Activation of cytokines and NF-kappa B in corneal epithelial cells infected by respiratory syncytial virus: potential relevance in ocular inflammation and respiratory infection

Background: Respiratory syncytial virus (RSV) is a major cause of lower respiratory tract infection, claiming millions of lives annually. The virus infects various cells of the respiratory tract as well as resident inflammatory cells such as macrophages. Infection activates a variety of cellular factors such as cytokines and the pro-inflammatory transcription factor, NF-kappa B, all of which are important players in the respiratory disease. However, the exact natural route of RSV infection and its etiology remain relatively unknown. In this paper, we test the hypothesis that human corneal epithelial cells, which constitute the outermost layer of the cornea, can be infected with RSV, and that the infection leads to the activation of proinflammatory macromolecules.

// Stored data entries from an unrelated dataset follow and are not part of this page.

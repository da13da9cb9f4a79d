//! # Errors
//!
//! Typed failures of the kernel API. Queue errors are expected in steady
//! state and are absorbed by the tasks; creation errors are fatal at
//! startup.

use core::fmt;

/// A send found the queue full and gave up. Carries the rejected value.
#[derive(Debug, Clone, Copy, PartialEq, Eq)]
#[cfg_attr(feature = "defmt", derive(defmt::Format))]
pub struct QueueFull<T>(pub T);

impl<T> QueueFull<T> {
    /// Recover the value that could not be sent.
    pub fn into_inner(self) -> T {
        self.0
    }
}

impl<T> fmt::Display for QueueFull<T> {
    fn fmt(&self, f: &mut fmt::Formatter<'_>) -> fmt::Result {
        f.write_str("queue full")
    }
}

/// A receive found the queue empty and gave up.
#[derive(Debug, Clone, Copy, PartialEq, Eq)]
#[cfg_attr(feature = "defmt", derive(defmt::Format))]
pub struct QueueEmpty;

impl fmt::Display for QueueEmpty {
    fn fmt(&self, f: &mut fmt::Formatter<'_>) -> fmt::Result {
        f.write_str("queue empty")
    }
}

/// Why a task could not be created.
#[derive(Debug, Clone, Copy, PartialEq, Eq)]
#[cfg_attr(feature = "defmt", derive(defmt::Format))]
pub enum CreateError {
    /// All `MAX_TASKS` control blocks are in use.
    TaskTableFull,
    /// The stack pool has fewer free words than requested.
    OutOfMemory { requested: usize, available: usize },
    /// The requested stack cannot hold the initial frame and canary.
    StackTooSmall { requested: usize, minimum: usize },
    /// Priority is not below `MAX_PRIORITIES`.
    InvalidPriority(u8),
}

impl fmt::Display for CreateError {
    fn fmt(&self, f: &mut fmt::Formatter<'_>) -> fmt::Result {
        match self {
            Self::TaskTableFull => f.write_str("task table full"),
            Self::OutOfMemory { requested, available } => write!(
                f,
                "stack pool exhausted: {} words requested, {} available",
                requested, available
            ),
            Self::StackTooSmall { requested, minimum } => write!(
                f,
                "stack of {} words is below the {} word minimum",
                requested, minimum
            ),
            Self::InvalidPriority(p) => write!(f, "invalid priority {}", p),
        }
    }
}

Results: Corneal swabs obtained from pediatric patients with acute respiratory disease were found to contain RSV at a high frequency (43 positive out of 72 samples, i.e., 60%). Primary corneal epithelial cells in tissue culture supported robust infection and productive growth of RSV. Infection resulted in the activation of TNF-alpha, IL-6 and sixteen chemokines as well as NF-kappaB. Three proinflammatory CXC chemokines (MIG, I-TAC, IP-10) underwent the greatest activation. Conclusions: The ocular epithelium is readily infected by RSV. The pro-inflammatory cytokines are likely to play critical roles in the etiology of inflammation and conjunctivitis commonly seen in pediatric patients with respiratory infections. RSV-eye interactions have important implications in RSV transmission, immunopathology of RSV disease, and in the management of conjunctivitis.